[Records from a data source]
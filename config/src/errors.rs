// SPDX-License-Identifier: Apache-2.0
// Copyright Open Network Fabric Authors

//! Type for configuration / merge failures
//! Any result returned by the normalization, validation or merge methods in this
//! crate is a `ConfigError`. None of these are fatal to the process: they abort
//! the conversion of the current set of fragments and get surfaced to the
//! authors of those fragments as a conversion result.

use std::fmt::Display;
use std::net::Ipv4Addr;
use thiserror::Error;

/// A single attribute on which two definitions of the same neighbor disagree
#[derive(Clone, Debug, PartialEq, Eq)]
pub struct FieldMismatch {
    pub field: &'static str,
    pub left: String,
    pub right: String,
}
impl FieldMismatch {
    pub(crate) fn new(field: &'static str, left: impl Display, right: impl Display) -> Self {
        Self {
            field,
            left: left.to_string(),
            right: right.to_string(),
        }
    }
}
impl Display for FieldMismatch {
    fn fmt(&self, f: &mut std::fmt::Formatter<'_>) -> std::fmt::Result {
        write!(
            f,
            "multiple {} values specified ({} != {})",
            self.field, self.left, self.right
        )
    }
}

fn join_mismatches(mismatches: &[FieldMismatch]) -> String {
    mismatches
        .iter()
        .map(ToString::to_string)
        .collect::<Vec<_>>()
        .join("; ")
}

/// The reasons why we may reject a set of fragments
#[derive(Debug, Error, PartialEq)]
pub enum ConfigError {
    // Normalization
    #[error("Invalid address '{0}'")]
    InvalidAddress(String),
    #[error("Invalid prefix '{0}'")]
    InvalidPrefix(String),
    #[error("Invalid router id '{0}': must be an IPv4 address")]
    InvalidRouterId(String),
    #[error("Invalid community '{0}'")]
    InvalidCommunity(String),
    #[error("Expected one or two addresses, got {0}")]
    BadAddressCount(usize),
    #[error("Addresses {0} and {1} belong to the same IP family")]
    SameFamilyAddresses(String, String),
    #[error("Invalid prefix length bounds for {prefix}: ge {ge:?} le {le:?}")]
    InvalidPrefixLength {
        prefix: String,
        ge: Option<u8>,
        le: Option<u8>,
    },
    #[error("Prefix {prefix} with local preference {local_pref} is not advertised to neighbor {neighbor}")]
    LocalPrefNotAdvertised {
        neighbor: String,
        prefix: String,
        local_pref: u32,
    },
    #[error("Prefix {prefix} with community {community} is not advertised to neighbor {neighbor}")]
    CommunityNotAdvertised {
        neighbor: String,
        prefix: String,
        community: String,
    },
    #[error("Neighbor {neighbor} refers to non-existent BFD profile '{profile}'")]
    UnknownBfdProfile { neighbor: String, profile: String },

    // Merge
    #[error("Different ASNs ({asn1} != {asn2}) specified for the same vrf '{vrf}'")]
    VrfAsnMismatch { vrf: String, asn1: u32, asn2: u32 },
    #[error("Different router ids ({id1} != {id2}) specified for the same vrf '{vrf}'")]
    RouterIdMismatch {
        vrf: String,
        id1: Ipv4Addr,
        id2: Ipv4Addr,
    },
    #[error("Incompatible definitions of neighbor {neighbor} in vrf '{vrf}': {}", join_mismatches(.mismatches))]
    IncompatibleNeighbor {
        neighbor: String,
        vrf: String,
        mismatches: Vec<FieldMismatch>,
    },
    #[error("Multiple local prefs ({pref1} != {pref2}) specified for prefix {prefix}")]
    LocalPrefMismatch {
        prefix: String,
        pref1: u32,
        pref2: u32,
    },

    // Context
    #[error("Fragment '{name}': {err}")]
    Fragment { name: String, err: Box<ConfigError> },
}

impl ConfigError {
    /// Annotate an error with the name of the fragment it originates from
    #[must_use]
    pub fn in_fragment(self, name: &str) -> Self {
        ConfigError::Fragment {
            name: name.to_owned(),
            err: Box::new(self),
        }
    }
}

/// Result-like type for configurations
pub type ConfigResult<T = ()> = Result<T, ConfigError>;

#[must_use]
pub fn stringify<T>(conf_result: &ConfigResult<T>) -> String {
    match conf_result {
        Ok(_) => "Ok".to_string(),
        Err(e) => format!("FAILED: {e}"),
    }
}

#[cfg(test)]
mod tests {
    use super::*;

    #[test]
    fn test_neighbor_mismatch_lists_every_field() {
        let err = ConfigError::IncompatibleNeighbor {
            neighbor: "192.168.1.2".to_string(),
            vrf: "red".to_string(),
            mismatches: vec![
                FieldMismatch::new("port", 179, 180),
                FieldMismatch::new("password", "a", "b"),
            ],
        };
        let msg = err.to_string();
        assert!(msg.contains("192.168.1.2"));
        assert!(msg.contains("'red'"));
        assert!(msg.contains("multiple port values specified (179 != 180)"));
        assert!(msg.contains("multiple password values specified (a != b)"));
    }

    #[test]
    fn test_stringify() {
        let ok: ConfigResult = Ok(());
        assert_eq!(stringify(&ok), "Ok");
        let err: ConfigResult = Err(ConfigError::VrfAsnMismatch {
            vrf: String::new(),
            asn1: 65001,
            asn2: 65002,
        });
        assert!(stringify(&err).starts_with("FAILED: Different ASNs (65001 != 65002)"));
    }
}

#### Required work:
The reply must present every entry, transcribed with its exact wording.

#### Answer to the problem:
filename config/src/errors.rs
// SPDX-License-Identifier: Apache-2.0
// Copyright Open Network Fabric Authors

//! Type for configuration / merge failures
//! Any result returned by the normalization, validation or merge methods in this
//! crate is a `ConfigError`. None of these are fatal to the process: they abort
//! the conversion of the current set of fragments and get surfaced to the
//! authors of those fragments as a conversion result.

use std::fmt::Display;
use std::net::Ipv4Addr;
use thiserror::Error;

/// A single attribute on which two definitions of the same neighbor disagree
#[derive(Clone, Debug, PartialEq, Eq)]
pub struct FieldMismatch {
    pub field: &'static str,
    pub left: String,
    pub right: String,
}
impl FieldMismatch {
    pub(crate) fn new(field: &'static str, left: impl Display, right: impl Display) -> Self {
        Self {
            field,
            left: left.to_string(),
            right: right.to_string(),
        }
    }
}
impl Display for FieldMismatch {
    fn fmt(&self, f: &mut std::fmt::Formatter<'_>) -> std::fmt::Result {
        write!(
            f,
            "multiple {} values specified ({} != {})",
            self.field, self.left, self.right
        )
    }
}

fn join_mismatches(mismatches: &[FieldMismatch]) -> String {
    mismatches
        .iter()
        .map(ToString::to_string)
        .collect::<Vec<_>>()
        .join("; ")
}

/// The reasons why we may reject a set of fragments
#[derive(Debug, Error, PartialEq)]
pub enum ConfigError {
    // Normalization
    #[error("Invalid address '{0}'")]
    InvalidAddress(String),
    #[error("Invalid prefix '{0}'")]
    InvalidPrefix(String),
    #[error("Invalid router id '{0}': must be an IPv4 address")]
    InvalidRouterId(String),
    #[error("Invalid community '{0}'")]
    InvalidCommunity(String),
    #[error("Expected one or two addresses, got {0}")]
    BadAddressCount(usize),
    #[error("Addresses {0} and {1} belong to the same IP family")]
    SameFamilyAddresses(String, String),
    #[error("Invalid prefix length bounds for {prefix}: ge {ge:?} le {le:?}")]
    InvalidPrefixLength {
        prefix: String,
        ge: Option<u8>,
        le: Option<u8>,
    },
    #[error("Prefix {prefix} with local preference {local_pref} is not advertised to neighbor {neighbor}")]
    LocalPrefNotAdvertised {
        neighbor: String,
        prefix: String,
        local_pref: u32,
    },
    #[error("Prefix {prefix} with community {community} is not advertised to neighbor {neighbor}")]
    CommunityNotAdvertised {
        neighbor: String,
        prefix: String,
        community: String,
    },
    #[error("Neighbor {neighbor} refers to non-existent BFD profile '{profile}'")]
    UnknownBfdProfile { neighbor: String, profile: String },

    // Merge
    #[error("Different ASNs ({asn1} != {asn2}) specified for the same vrf '{vrf}'")]
    VrfAsnMismatch { vrf: String, asn1: u32, asn2: u32 },
    #[error("Different router ids ({id1} != {id2}) specified for the same vrf '{vrf}'")]
    RouterIdMismatch {
        vrf: String,
        id1: Ipv4Addr,
        id2: Ipv4Addr,
    },
    #[error("Incompatible definitions of neighbor {neighbor} in vrf '{vrf}': {}", join_mismatches(.mismatches))]
    IncompatibleNeighbor {
        neighbor: String,
        vrf: String,
        mismatches: Vec<FieldMismatch>,
    },
    #[error("Multiple local prefs ({pref1} != {pref2}) specified for prefix {prefix}")]
    LocalPrefMismatch {
        prefix: String,
        pref1: u32,
        pref2: u32,
    },

    // Context
    #[error("Fragment '{name}': {err}")]
    Fragment { name: String, err: Box<ConfigError> },
}

impl ConfigError {
    /// Annotate an error with the name of the fragment it originates from
    #[must_use]
    pub fn in_fragment(self, name: &str) -> Self {
        ConfigError::Fragment {
            name: name.to_owned(),
            err: Box::new(self),
        }
    }
}

/// Result-like type for configurations
pub type ConfigResult<T = ()> = Result<T, ConfigError>;

#[must_use]
pub fn stringify<T>(conf_result: &ConfigResult<T>) -> String {
    match conf_result {
        Ok(_) => "Ok".to_string(),
        Err(e) => format!("FAILED: {e}"),
    }
}

#[cfg(test)]
mod tests {
    use super::*;

    #[test]
    fn test_neighbor_mismatch_lists_every_field() {
        let err = ConfigError::IncompatibleNeighbor {
            neighbor: "192.168.1.2".to_string(),
            vrf: "red".to_string(),
            mismatches: vec![
                FieldMismatch::new("port", 179, 180),
                FieldMismatch::new("password", "a", "b"),
            ],
        };
        let msg = err.to_string();
        assert!(msg.contains("192.168.1.2"));
        assert!(msg.contains("'red'"));
        assert!(msg.contains("multiple port values specified (179 != 180)"));
        assert!(msg.contains("multiple password values specified (a != b)"));
    }

    #[test]
    fn test_stringify() {
        let ok: ConfigResult = Ok(());
        assert_eq!(stringify(&ok), "Ok");
        let err: ConfigResult = Err(ConfigError::VrfAsnMismatch {
            vrf: String::new(),
            asn1: 65001,
            asn2: 65002,
        });
        assert!(stringify(&err).starts_with("FAILED: Different ASNs (65001 != 65002)"));
    }
}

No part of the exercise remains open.